• Aim of the task:
For this exercise, report every line of the material that includes "WireCodec".

......

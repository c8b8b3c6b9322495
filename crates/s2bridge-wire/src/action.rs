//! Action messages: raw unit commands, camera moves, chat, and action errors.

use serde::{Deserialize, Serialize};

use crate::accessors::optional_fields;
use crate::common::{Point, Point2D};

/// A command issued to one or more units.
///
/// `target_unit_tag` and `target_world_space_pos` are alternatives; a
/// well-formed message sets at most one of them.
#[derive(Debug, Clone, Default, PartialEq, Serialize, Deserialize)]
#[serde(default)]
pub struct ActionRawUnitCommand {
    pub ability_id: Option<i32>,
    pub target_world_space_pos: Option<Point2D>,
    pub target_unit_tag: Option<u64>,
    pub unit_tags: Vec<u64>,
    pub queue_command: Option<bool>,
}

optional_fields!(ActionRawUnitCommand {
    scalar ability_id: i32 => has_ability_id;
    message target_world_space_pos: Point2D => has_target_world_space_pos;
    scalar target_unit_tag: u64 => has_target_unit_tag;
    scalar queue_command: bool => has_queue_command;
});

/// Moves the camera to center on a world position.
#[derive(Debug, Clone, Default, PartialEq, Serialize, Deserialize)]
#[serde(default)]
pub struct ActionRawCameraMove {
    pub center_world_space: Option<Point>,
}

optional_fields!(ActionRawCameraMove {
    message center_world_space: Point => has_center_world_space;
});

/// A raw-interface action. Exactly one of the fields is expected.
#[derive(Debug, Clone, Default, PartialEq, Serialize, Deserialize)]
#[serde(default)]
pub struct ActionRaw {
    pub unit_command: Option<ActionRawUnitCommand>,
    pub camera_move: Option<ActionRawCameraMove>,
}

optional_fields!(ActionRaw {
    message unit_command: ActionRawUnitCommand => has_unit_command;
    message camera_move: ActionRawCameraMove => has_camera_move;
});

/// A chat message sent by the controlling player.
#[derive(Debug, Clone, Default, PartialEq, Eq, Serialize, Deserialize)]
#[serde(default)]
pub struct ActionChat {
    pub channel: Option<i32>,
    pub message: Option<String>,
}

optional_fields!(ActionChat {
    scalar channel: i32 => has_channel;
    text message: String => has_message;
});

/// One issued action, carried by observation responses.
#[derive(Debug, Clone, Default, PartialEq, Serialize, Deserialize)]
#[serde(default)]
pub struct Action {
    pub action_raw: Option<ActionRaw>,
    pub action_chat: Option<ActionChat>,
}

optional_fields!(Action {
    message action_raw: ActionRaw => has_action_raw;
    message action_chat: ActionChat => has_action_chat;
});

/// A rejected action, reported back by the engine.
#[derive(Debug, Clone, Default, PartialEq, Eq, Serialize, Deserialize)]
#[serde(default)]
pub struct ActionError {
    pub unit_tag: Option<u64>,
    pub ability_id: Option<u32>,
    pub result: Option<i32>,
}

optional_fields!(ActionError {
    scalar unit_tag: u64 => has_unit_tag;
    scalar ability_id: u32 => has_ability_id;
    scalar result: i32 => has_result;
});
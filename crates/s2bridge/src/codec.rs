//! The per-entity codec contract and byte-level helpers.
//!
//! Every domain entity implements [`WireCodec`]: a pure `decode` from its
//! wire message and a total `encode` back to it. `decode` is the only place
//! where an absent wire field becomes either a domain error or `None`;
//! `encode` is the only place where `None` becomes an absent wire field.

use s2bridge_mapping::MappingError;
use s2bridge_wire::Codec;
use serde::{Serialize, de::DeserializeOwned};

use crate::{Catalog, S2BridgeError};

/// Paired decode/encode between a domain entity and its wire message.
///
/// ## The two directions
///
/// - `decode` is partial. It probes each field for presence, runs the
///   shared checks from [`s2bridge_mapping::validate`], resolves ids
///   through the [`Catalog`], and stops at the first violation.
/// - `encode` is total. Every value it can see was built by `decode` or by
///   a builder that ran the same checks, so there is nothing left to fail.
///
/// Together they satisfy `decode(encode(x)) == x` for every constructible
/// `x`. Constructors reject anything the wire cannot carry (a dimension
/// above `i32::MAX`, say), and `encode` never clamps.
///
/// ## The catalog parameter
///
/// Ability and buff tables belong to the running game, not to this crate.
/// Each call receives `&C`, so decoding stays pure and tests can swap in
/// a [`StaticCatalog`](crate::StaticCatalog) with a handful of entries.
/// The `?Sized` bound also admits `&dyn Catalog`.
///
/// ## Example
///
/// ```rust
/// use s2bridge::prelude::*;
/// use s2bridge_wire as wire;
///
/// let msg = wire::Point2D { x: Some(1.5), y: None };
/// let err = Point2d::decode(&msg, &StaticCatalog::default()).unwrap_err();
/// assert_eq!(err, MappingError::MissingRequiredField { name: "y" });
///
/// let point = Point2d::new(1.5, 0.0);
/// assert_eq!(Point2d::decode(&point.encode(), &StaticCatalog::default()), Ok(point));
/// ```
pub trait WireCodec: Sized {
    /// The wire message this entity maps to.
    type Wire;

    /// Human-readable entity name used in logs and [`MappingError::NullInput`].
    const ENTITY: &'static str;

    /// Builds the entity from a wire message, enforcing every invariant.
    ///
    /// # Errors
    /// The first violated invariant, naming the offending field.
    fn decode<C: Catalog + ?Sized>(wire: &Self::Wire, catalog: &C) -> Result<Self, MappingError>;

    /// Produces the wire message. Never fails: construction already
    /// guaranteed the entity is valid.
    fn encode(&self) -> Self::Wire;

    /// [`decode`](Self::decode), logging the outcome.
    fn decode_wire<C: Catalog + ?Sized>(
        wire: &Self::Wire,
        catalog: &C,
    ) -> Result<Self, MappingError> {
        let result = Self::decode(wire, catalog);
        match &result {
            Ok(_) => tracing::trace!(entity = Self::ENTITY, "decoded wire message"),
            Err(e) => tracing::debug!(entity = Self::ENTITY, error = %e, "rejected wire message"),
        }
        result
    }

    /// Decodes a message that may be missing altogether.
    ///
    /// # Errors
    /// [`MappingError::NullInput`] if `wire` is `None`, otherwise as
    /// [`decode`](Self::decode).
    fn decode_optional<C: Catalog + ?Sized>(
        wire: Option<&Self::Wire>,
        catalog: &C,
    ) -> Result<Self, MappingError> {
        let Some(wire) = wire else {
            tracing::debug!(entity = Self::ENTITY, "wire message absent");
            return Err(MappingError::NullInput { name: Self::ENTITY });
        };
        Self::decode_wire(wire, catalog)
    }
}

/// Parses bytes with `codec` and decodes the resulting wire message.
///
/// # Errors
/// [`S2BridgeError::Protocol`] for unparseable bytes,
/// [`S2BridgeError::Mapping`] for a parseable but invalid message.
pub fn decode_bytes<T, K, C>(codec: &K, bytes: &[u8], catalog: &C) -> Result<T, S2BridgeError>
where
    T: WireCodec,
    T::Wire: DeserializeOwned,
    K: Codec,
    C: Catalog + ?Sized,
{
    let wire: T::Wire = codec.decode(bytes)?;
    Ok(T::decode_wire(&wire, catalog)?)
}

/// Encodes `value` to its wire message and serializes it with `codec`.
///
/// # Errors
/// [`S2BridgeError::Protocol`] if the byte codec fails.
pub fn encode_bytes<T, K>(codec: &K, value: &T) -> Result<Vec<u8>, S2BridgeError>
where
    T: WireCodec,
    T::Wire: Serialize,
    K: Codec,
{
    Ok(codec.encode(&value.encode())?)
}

......

• Task solution:
//! Every domain entity implements [`WireCodec`]: a pure `decode` from its
pub trait WireCodec: Sized {
    T: WireCodec,
    T: WireCodec,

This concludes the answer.